— Так. — Отвернувшись от водопада, я спрыгнула со стены и отряхнула задницу. — Где тут эта шаровая тарзанка?


— Да твою ж мать! — Я закрыла глаза, чувствуя, как ремни очень тесной сбруи туго затянули вокруг моих высоко обрезанных джинсовых шорт. — Неужели мне обязательно туда прыгать?

Из всех пунктов списка дел девятый меня особенно беспокоил. Сделать татуировку — да ради Бога. Нарушить закон? Есть тысяча способов делать это каждый день, не наживая особых неприятностей. Я скорее подписала бы договор, где было бы сказано, что моя голова взорвется, если я не начну бегать по утрам в ближайшие десять лет, чем показала бы оператору пластикового шара на тросах, которому я не доверила бы и шарик для пинг-понга, оба больших пальца. Страх высоты охватил меня с небывалой силой, потому что я вообще никогда не лезу на верхотуру. Нет, ну когда в обычной жизни нам приходится уподобляться скалолазам? Лампочки всегда менял Саймон, в даблдекерах я езжу в нижнем салоне и никогда не поднимаюсь на второй этаж в магазине одежды. Как видите, все схвачено. А о таком я как-то даже и не думала. Не люблю высоту. Не люблю замкнутые пространства (шарообразные тоже). Не люблю, когда подростки играют с огнем и чем-то, что способно лишить меня жизни. И сейчас три моих основных фобии встретились в одном и том же месте в одно и то же время. Напугать меня еще сильнее можно было, разве что посадив мне на лицо живого тарантула.

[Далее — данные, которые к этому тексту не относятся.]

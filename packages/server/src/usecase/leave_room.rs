//! UseCase: leave a room.
//!
//! One cleanup path serves both the graceful leave and the network-loss
//! disconnect: the router cannot tell them apart, and the shared state must
//! converge the same way in either case.

use std::sync::Arc;

use crate::domain::{
    Association, ConnectionId, MessagePusher, RepositoryError, RoomRepository, RoomSnapshot,
};

pub struct LeaveRoomUseCase {
    repository: Arc<dyn RoomRepository>,
    message_pusher: Arc<dyn MessagePusher>,
}

impl LeaveRoomUseCase {
    pub fn new(
        repository: Arc<dyn RoomRepository>,
        message_pusher: Arc<dyn MessagePusher>,
    ) -> Self {
        Self {
            repository,
            message_pusher,
        }
    }

    /// Execute the leave: drop the room subscription first so the leaver
    /// never sees the updates their own departure triggers, then remove the
    /// member and their vote from the shared state.
    ///
    /// # Returns
    ///
    /// A fresh snapshot on success; the router broadcasts its members and
    /// votes fields to the remaining subscribers.
    pub async fn execute(
        &self,
        conn_id: &ConnectionId,
        association: &Association,
    ) -> Result<RoomSnapshot, RepositoryError> {
        self.message_pusher
            .unsubscribe(conn_id, &association.room)
            .await;
        self.repository
            .remove_member(&association.room, &association.name)
            .await
    }
}

#[cfg(test)]
mod tests {
    use super::*;
    use crate::domain::{ParticipantName, RoomId, Vote};
    use crate::infrastructure::{
        message_pusher::WebSocketMessagePusher, repository::InMemoryRoomRepository,
    };
    use tokio::sync::mpsc;

    fn association(room: &str, name: &str) -> Association {
        Association {
            room: RoomId::new(room.to_string()).unwrap(),
            name: ParticipantName::new(name.to_string()).unwrap(),
        }
    }

    #[tokio::test]
    async fn test_leave_removes_member_vote_and_subscription() {
        // テスト項目: leave でメンバー・投票・購読の全てが片付く
        // given (前提条件):
        let repository = Arc::new(InMemoryRoomRepository::new());
        let pusher = Arc::new(WebSocketMessagePusher::new());
        let usecase = LeaveRoomUseCase::new(repository.clone(), pusher.clone());

        let assoc = association("r1", "bob");
        repository
            .add_member(&assoc.room, &assoc.name, Some(Vote::new("5".to_string())))
            .await
            .unwrap();
        let alice = ParticipantName::new("alice".to_string()).unwrap();
        repository.add_member(&assoc.room, &alice, None).await.unwrap();

        let conn_id = ConnectionId::new();
        let (tx, mut rx) = mpsc::unbounded_channel();
        pusher.register_connection(conn_id, tx).await;
        pusher.subscribe(&conn_id, &assoc.room).await;

        // when (操作):
        let snapshot = usecase.execute(&conn_id, &assoc).await.unwrap();

        // then (期待する結果): bob とその投票が消えている
        assert!(!snapshot.members.contains("bob"));
        assert!(!snapshot.votes.contains_key("bob"));
        assert!(snapshot.members.contains("alice"));

        // 購読解除済みなので leave 後のルーム送信は届かない
        pusher.push_to_room(&assoc.room, "update").await.unwrap();
        assert!(rx.try_recv().is_err());
    }

    #[tokio::test]
    async fn test_leave_for_absent_member_is_noop() {
        // テスト項目: 既に存在しないメンバーの leave も成功する（冪等）
        // given (前提条件):
        let repository = Arc::new(InMemoryRoomRepository::new());
        let pusher = Arc::new(WebSocketMessagePusher::new());
        let usecase = LeaveRoomUseCase::new(repository, pusher);

        // when (操作):
        let result = usecase
            .execute(&ConnectionId::new(), &association("r1", "ghost"))
            .await;

        // then (期待する結果):
        assert!(result.is_ok());
    }
}
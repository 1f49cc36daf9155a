//! Message pusher trait: the transport fan-out interface the domain needs.

use async_trait::async_trait;
use tokio::sync::mpsc;

use super::{ConnectionId, MessagePushError, RoomId};

/// Channel through which a connection receives outbound payloads.
pub type PusherChannel = mpsc::UnboundedSender<String>;

/// Delivery contract for outbound payloads.
///
/// The use case layer decides *which* payloads go out and to *whom*
/// (room-wide vs. sender-only); the implementation owns physical delivery.
#[async_trait]
pub trait MessagePusher: Send + Sync {
    /// Register a connection's outbound channel.
    async fn register_connection(&self, conn_id: ConnectionId, sender: PusherChannel);

    /// Drop a connection's outbound channel and all its room subscriptions.
    async fn unregister_connection(&self, conn_id: &ConnectionId);

    /// Subscribe a connection to a room's multicast.
    async fn subscribe(&self, conn_id: &ConnectionId, room: &RoomId);

    /// Remove a connection from a room's multicast.
    async fn unsubscribe(&self, conn_id: &ConnectionId, room: &RoomId);

    /// Deliver a payload to exactly one connection. Used for error
    /// notifications to the originating connection.
    async fn push_to(
        &self,
        conn_id: &ConnectionId,
        content: &str,
    ) -> Result<(), MessagePushError>;

    /// Deliver a payload to every connection subscribed to the room.
    /// Best-effort: individual send failures are skipped, not surfaced.
    async fn push_to_room(&self, room: &RoomId, content: &str) -> Result<(), MessagePushError>;
}
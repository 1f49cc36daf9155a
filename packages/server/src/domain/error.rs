//! Error types spoken by the domain interfaces.

use thiserror::Error;

/// Validation failures when constructing value objects from raw input.
///
/// These are rejected before any store operation is attempted: a malformed
/// event must never reach the repository.
#[derive(Debug, Error, Clone, PartialEq, Eq)]
pub enum DomainError {
    #[error("room id must be a non-empty string of at most {max} characters")]
    InvalidRoomId { max: usize },

    #[error("participant name must be a non-empty string of at most {max} characters")]
    InvalidParticipantName { max: usize },
}

/// Failures surfaced by a [`RoomRepository`](super::RoomRepository) implementation.
///
/// The repository performs no retry and no compensating rollback: a failed
/// sequence leaves the room in whatever partial condition the store reached,
/// and the error propagates to the caller.
#[derive(Debug, Error)]
pub enum RepositoryError {
    #[error("store operation failed: {0}")]
    Store(String),
}

/// Failures surfaced by a [`MessagePusher`](super::MessagePusher) implementation.
#[derive(Debug, Error)]
pub enum MessagePushError {
    #[error("connection '{0}' not found")]
    ConnectionNotFound(String),

    #[error("failed to push message: {0}")]
    PushFailed(String),
}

Я велела Эм и Мэтью, купившим гигантские порции мороженого, остаться на нижней платформе, чтобы якобы сфотографировать меня. На самом деле мне хотелось уменьшить число потенциальных свидетелей моего нервного срыва. Нездоровое желание поглазеть, как я шагну навстречу смерти, зажгло глаза друзей лихорадочным блеском, и это мне не понравилось. Особенно Мэтью как-то уж слишком веселился. Гнусавое мяуканье, изображавшее катапульту, и преувеличенный грохот падения, которые он имитировал все сорок минут стояния в очереди, настроения не улучшили. Когда меня пристегнули, я была вся в поту и не сомневалась, что у меня вот-вот разорвутся легкие.

— Я тут типа… это… все подготовлю и вам помашу, и тогда… — Щенок-оператор, стоявший за каким-то сомнительным контрольным пультом, вытер нос тыльной стороной руки и посмотрел на небо, типа… это… вспоминая текст. — Катапульта подбрасывает капсулу с пассажирами на высоту более ста метров над Ниагарским водопадом со скоростью сто шестьдесят километров в час. — Он кашлянул, сплюнул на пол и снова чем-то пощелкал.

О Господи, мне точно конец! Он продолжил:

— На наш аттракцион нельзя беременным, сердечникам и… ну есть еще эти… ограничения всякие. — Он пожал плечами. — Вы же это… не того… не в положении?

— Нет-нет, я всего лишь психически неуравновешенная, — ответила я с лучезарной улыбкой. Мне хотелось одного: побыстрее со всем покончить. Как пластырь оторвать. Смертельный пластырь, который выскользнет из механических рук и зашвырнет меня через все бьефы водопада в бездонную водяную могилу. В любую секунду без предупреждения. — Давайте уже начинать, пожалуйста.

— По-моему, это ничего. Умственно отсталые у нас точно прыгали, я помню. — Юный мистер Вин поплелся к пульту. — Только мне нельзя говорить «отсталые», когда я работаю на аттракционе.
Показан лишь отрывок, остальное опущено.